I had a wonderful time! I could have stayed there all day taking photos of every single animal at the show, haha!  All the different species of turtles and tortoises are so beautiful I can see how people slowly grow their families into dozens of them!


----------



## Da915 (Sep 5, 2009)

Nice clear pictures, thanks for sharing! Plenty of tortoise inventory, but were people buying? Several venders at the San Diego Show indicated that business was slow. Time for a bounce?

Don


----------



## Isa (Sep 6, 2009)

Really nice pictures  Thank you so much for sharing. Did you buy anything


----------



## Shelli (Sep 6, 2009)

Wow that made my morning seeing all those torts.. how amazing!


----------



## Candy (Sep 6, 2009)

I wish you would have posted a picture of yourself so I could have seen whether or not I had spotted you and just didn't know who you were. Your pictures are awesome and I remember every container and the cute little tortoises that were in them.


----------



## shelber10 (Sep 6, 2009)

great pictures i wish i could have gone to that expo


----------



## Kadaan (Sep 6, 2009)

Isa said:


> Really nice pictures  Thank you so much for sharing. Did you buy anything


I picked up a spare UVB bulb ($38 for a 100W T-Rex UVB) but nothing else. I'm picking up my first hatchling from a breeder TOMORROW (so excited!) so I wasn't really shopping for one at the expo. I was tempted to get a Pink Toed Tarantula; I wanted a tarantula when I first moved to the mainland and was trying to decide between one of those and a Chilean Rose. I ended up with a Chilean Rose since they had one at PetCo but have always wanted another. My girlfriend already thinks I have too many pets and would have given me a hard time if I randomly came home with another one. Maybe in a few months .



Candy said:


> I wish you would have posted a picture of yourself so I could have seen whether or not I had spotted you and just didn't know who you were. Your pictures are awesome and I remember every container and the cute little tortoises that were in them.


I was there from about 1:30pm to about 4:00pm, walking up and down every isle slowly drooling and taking photos . This is the most recent photo of myself I could find, from 2 weekends ago at Blizzcon (also at the Anaheim Convention Center.) I did get a haircut last weekend though, so my hair is quite a bit shorter now.


----------



## Stephanie Logan (Sep 6, 2009)

I am repeatedly struck by the variation in colors and patterns of the different breeds of tortoises. Who knew? I wonder what features you tortoise experts look at first to determine species, sub species, and gender. Is it the plastron that reveals these identities or the carapace?

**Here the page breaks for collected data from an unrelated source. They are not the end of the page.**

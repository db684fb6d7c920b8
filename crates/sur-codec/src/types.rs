//! Data model for decoded SUR trees.
//!
//! Ownership is strictly tree-shaped: a [`SurfacePart`] owns its BVH root,
//! each [`SurfaceNode`] optionally owns a hull and two children, and hulls
//! own their faces. The point pool is owned by the part and shared by index
//! across all of its hulls.

use glam::Vec3;

/// Hull type tag for an ordinary convex leaf piece.
pub const HULL_LEAF: u8 = 4;
/// Hull type tag for the wrap hull bounding the whole part.
pub const HULL_WRAP: u8 = 5;

/// Denominator for byte-packed `[0, 1]` fractions (scale fields).
pub const SCALE_DENOM: f32 = 250.0;

/// Quantize a `[0, 1]` fraction to its wire byte.
#[must_use]
#[allow(clippy::cast_possible_truncation, clippy::cast_sign_loss)]
pub fn scale_to_byte(value: f32) -> u8 {
    (value * SCALE_DENOM) as u8
}

/// Expand a wire byte back into a `[0, 1]` fraction.
#[must_use]
pub fn scale_from_byte(byte: u8) -> f32 {
    f32::from(byte) / SCALE_DENOM
}

/// One entry of a part's shared point pool.
#[derive(Debug, Clone, Copy, PartialEq, Default)]
pub struct SurfacePoint {
    pub position: Vec3,
    /// Id of the submesh this point originated from.
    pub mesh_id: u32,
}

impl SurfacePoint {
    #[must_use]
    pub fn new(position: Vec3, mesh_id: u32) -> Self {
        Self { position, mesh_id }
    }
}

/// One side (directed edge) of a triangular face.
#[derive(Debug, Clone, Copy, PartialEq, Eq, Default)]
pub struct FaceSide {
    /// Index into the owning part's point pool.
    pub point: u16,
    /// Index of the reverse edge pair elsewhere in the hull, counted in
    /// logical edges (three per face). Stored on the wire as a delta
    /// against a rolling counter; see the face codec.
    pub shared: i32,
    pub flag: bool,
}

/// One triangle of a hull.
///
/// Side order is significant: it defines the winding.
#[derive(Debug, Clone, Copy, PartialEq, Eq, Default)]
pub struct SurfaceFace {
    /// 12-bit index field from the header word (the face's own position in
    /// the hull's face list in known files).
    pub index: u32,
    /// 12-bit field naming the face opposite this one. Not reinterpreted;
    /// carried through unchanged.
    pub opposite: u32,
    pub flag: bool,
    pub sides: [FaceSide; 3],
}

/// One convex piece: a named group of triangular faces.
#[derive(Debug, Clone, PartialEq, Eq, Default)]
pub struct SurfaceHull {
    pub id: u32,
    /// Type tag: [`HULL_LEAF`], [`HULL_WRAP`], or an unrecognized value
    /// carried through opaquely.
    pub kind: u8,
    /// Opaque preserved field.
    pub unknown: u16,
    /// Face order is the emission order, not a set.
    pub faces: Vec<SurfaceFace>,
}

impl SurfaceHull {
    #[must_use]
    pub fn is_wrap(&self) -> bool {
        self.kind == HULL_WRAP
    }
}

/// One node of a part's bounding-volume hierarchy.
#[derive(Debug, Clone, PartialEq, Default)]
pub struct SurfaceNode {
    pub center: Vec3,
    pub radius: f32,
    /// Anisotropic box scale, each component in `[0, 1]` (byte fractions of
    /// 250 on the wire).
    pub scale: Vec3,
    /// Opaque preserved field.
    pub unknown: u8,
    pub hull: Option<SurfaceHull>,
    pub left: Option<Box<SurfaceNode>>,
    pub right: Option<Box<SurfaceNode>>,
}

impl SurfaceNode {
    /// Axis-aligned bounds derived from the sphere and scale box.
    #[must_use]
    pub fn boundary(&self) -> (Vec3, Vec3) {
        let extent = self.scale * self.radius;
        (self.center - extent, self.center + extent)
    }

    /// Set center, radius, and scale from axis-aligned bounds.
    pub fn set_boundary(&mut self, minimum: Vec3, maximum: Vec3) {
        let size = maximum - minimum;
        self.center = (minimum + maximum) / 2.0;
        self.radius = size.length() / 2.0;
        self.scale = if self.radius > 0.0 {
            size / (2.0 * self.radius)
        } else {
            Vec3::ZERO
        };
    }
}

/// Top-level collision record for one named submesh group.
#[derive(Debug, Clone, PartialEq, Default)]
pub struct SurfacePart {
    /// Unique within one collection; correlates to a mesh-group id in the
    /// owning model.
    pub id: u32,
    pub center: Vec3,
    pub inertia: Vec3,
    pub radius: f32,
    /// Uniform scale in `[0, 1]` (byte fraction of 250 on the wire).
    pub scale: f32,
    /// Trailing header vector with undocumented meaning; preserved so an
    /// unmodified part re-encodes byte-for-byte.
    pub unknown: Vec3,
    pub extents_min: Vec3,
    pub extents_max: Vec3,
    /// Set by the presence of a `!fxd` marker section; absent means fixed.
    pub dynamic: bool,
    pub hardpoint_ids: Vec<u32>,
    /// Flat pool of points referenced by index from every hull's faces.
    pub points: Vec<SurfacePoint>,
    pub root: SurfaceNode,
}

impl SurfacePart {
    /// Collect the part's hulls in serialization order.
    ///
    /// This is an explicit-stack pre-order walk, left child first, gathering
    /// every non-wrap hull. With `include_wrap` the root's wrap hull is
    /// appended last, matching where the writer places it in the stream.
    #[must_use]
    pub fn hulls(&self, include_wrap: bool) -> Vec<&SurfaceHull> {
        let mut hulls = Vec::new();
        let mut stack = vec![&self.root];
        while let Some(node) = stack.pop() {
            if let Some(right) = &node.right {
                stack.push(right);
            }
            if let Some(left) = &node.left {
                stack.push(left);
            }
            if let Some(hull) = &node.hull
                && !hull.is_wrap()
            {
                hulls.push(hull);
            }
        }
        if include_wrap
            && let Some(hull) = &self.root.hull
            && hull.is_wrap()
        {
            hulls.push(hull);
        }
        hulls
    }
}
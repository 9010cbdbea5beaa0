//! Axum router configuration with middleware.
//!
//! All skill routes are under `/api/v1/`. Middleware: CORS, tracing.

use axum::Router;
use axum::routing::get;
use tower_http::cors::{Any, CorsLayer};
use tower_http::trace::TraceLayer;

use crate::http::handlers;
use crate::state::AppState;

/// Build the complete API router with all routes and middleware.
pub fn build_router(state: AppState) -> Router {
    let cors = CorsLayer::new()
        .allow_origin(Any)
        .allow_methods(Any)
        .allow_headers(Any);

    let api_routes = Router::new()
        .route(
            "/skills",
            get(handlers::skill::list_skills).post(handlers::skill::create_skill),
        )
        .route(
            "/skills/{id}",
            get(handlers::skill::get_skill)
                .put(handlers::skill::update_skill)
                .delete(handlers::skill::delete_skill),
        );

    Router::new()
        .nest("/api/v1", api_routes)
        .route("/health", get(health_check))
        .layer(cors)
        .layer(TraceLayer::new_for_http())
        .with_state(state)
}

/// GET /health - Liveness probe.
async fn health_check() -> axum::Json<serde_json::Value> {
    axum::Json(serde_json::json!({
        "status": "ok",
        "version": env!("CARGO_PKG_VERSION"),
    }))
}
//! Envelope response format for all API responses.
//!
//! Every response is wrapped in a consistent envelope:
//! ```json
//! {
//!   "data": { ... },
//!   "meta": { "request_id": "...", "timestamp": "...", "response_time_ms": 5 },
//!   "errors": [],
//!   "_links": { "self": "..." }
//! }
//! ```

use std::collections::HashMap;

use axum::http::StatusCode;
use axum::response::{IntoResponse, Response};
use serde::Serialize;

/// Envelope response wrapping all API data.
#[derive(Debug, Serialize)]
pub struct ApiResponse<T: Serialize> {
    pub data: Option<T>,

    pub meta: ApiMeta,

    /// Empty on success.
    pub errors: Vec<ApiErrorDetail>,

    #[serde(rename = "_links", skip_serializing_if = "HashMap::is_empty")]
    pub links: HashMap<String, String>,

    #[serde(skip)]
    status: StatusCode,
}

/// Metadata included in every response.
#[derive(Debug, Serialize)]
pub struct ApiMeta {
    pub request_id: String,
    /// RFC 3339 timestamp of the response.
    pub timestamp: String,
    pub response_time_ms: u64,
}

impl ApiMeta {
    pub fn now(request_id: String, response_time_ms: u64) -> Self {
        Self {
            request_id,
            timestamp: chrono::Utc::now().to_rfc3339(),
            response_time_ms,
        }
    }
}

/// Individual error detail.
#[derive(Debug, Serialize)]
pub struct ApiErrorDetail {
    /// Machine-readable error code.
    pub code: String,
    /// Human-readable error message.
    pub message: String,
}

impl<T: Serialize> ApiResponse<T> {
    /// Create a 200 response with data.
    pub fn success(data: T, request_id: String, response_time_ms: u64) -> Self {
        Self {
            data: Some(data),
            meta: ApiMeta::now(request_id, response_time_ms),
            errors: Vec::new(),
            links: HashMap::new(),
            status: StatusCode::OK,
        }
    }

    /// Create a 201 response with data.
    pub fn created(data: T, request_id: String, response_time_ms: u64) -> Self {
        Self {
            status: StatusCode::CREATED,
            ..Self::success(data, request_id, response_time_ms)
        }
    }

    /// Add a HATEOAS link.
    pub fn with_link(mut self, rel: &str, href: &str) -> Self {
        self.links.insert(rel.to_string(), href.to_string());
        self
    }
}

impl<T: Serialize> IntoResponse for ApiResponse<T> {
    fn into_response(self) -> Response {
        let body = serde_json::to_string(&self).unwrap_or_else(|_| {
            r#"{"data":null,"errors":[{"code":"SERIALIZATION_ERROR","message":"Failed to serialize response"}]}"#.to_string()
        });

        (
            self.status,
            [(axum::http::header::CONTENT_TYPE, "application/json")],
            body,
        )
            .into_response()
    }
}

What about the colors and shapes of those sweet little faces---again, I never realized how much distinction there is among individual tortoise types!


----------



## egyptiandan (Sep 6, 2009)

Great pictures 

I did though have to fix your pictures  It's much easier to see them vertically. 

Danny


----------



## Kadaan (Sep 6, 2009)

egyptiandan said:


> Great pictures
> 
> I did though have to fix your pictures  It's much easier to see them vertically.
> 
> Danny



You must have a huge monitor! I think they auto wrap, so on my laptop they show 1 photo per row but on my desktop it showed 2 photos per row.


----------



## egyptiandan (Sep 6, 2009)

Mine was 10 per row  except the last row and it's a laptop  I wish it was only 2 per row.

Danny


----------



## tortoisenerd (Sep 6, 2009)

Thanks for sharing! That was a good deal on the bulb by the way.


----------



## gummybearpoop (Sep 7, 2009)

great pics


----------



## Sulcatatortoiseman (Nov 30, 2009)

OMGOMG THOSE ALDABS ARE AMAZING IM LIKE HYPERVENTILATING


----------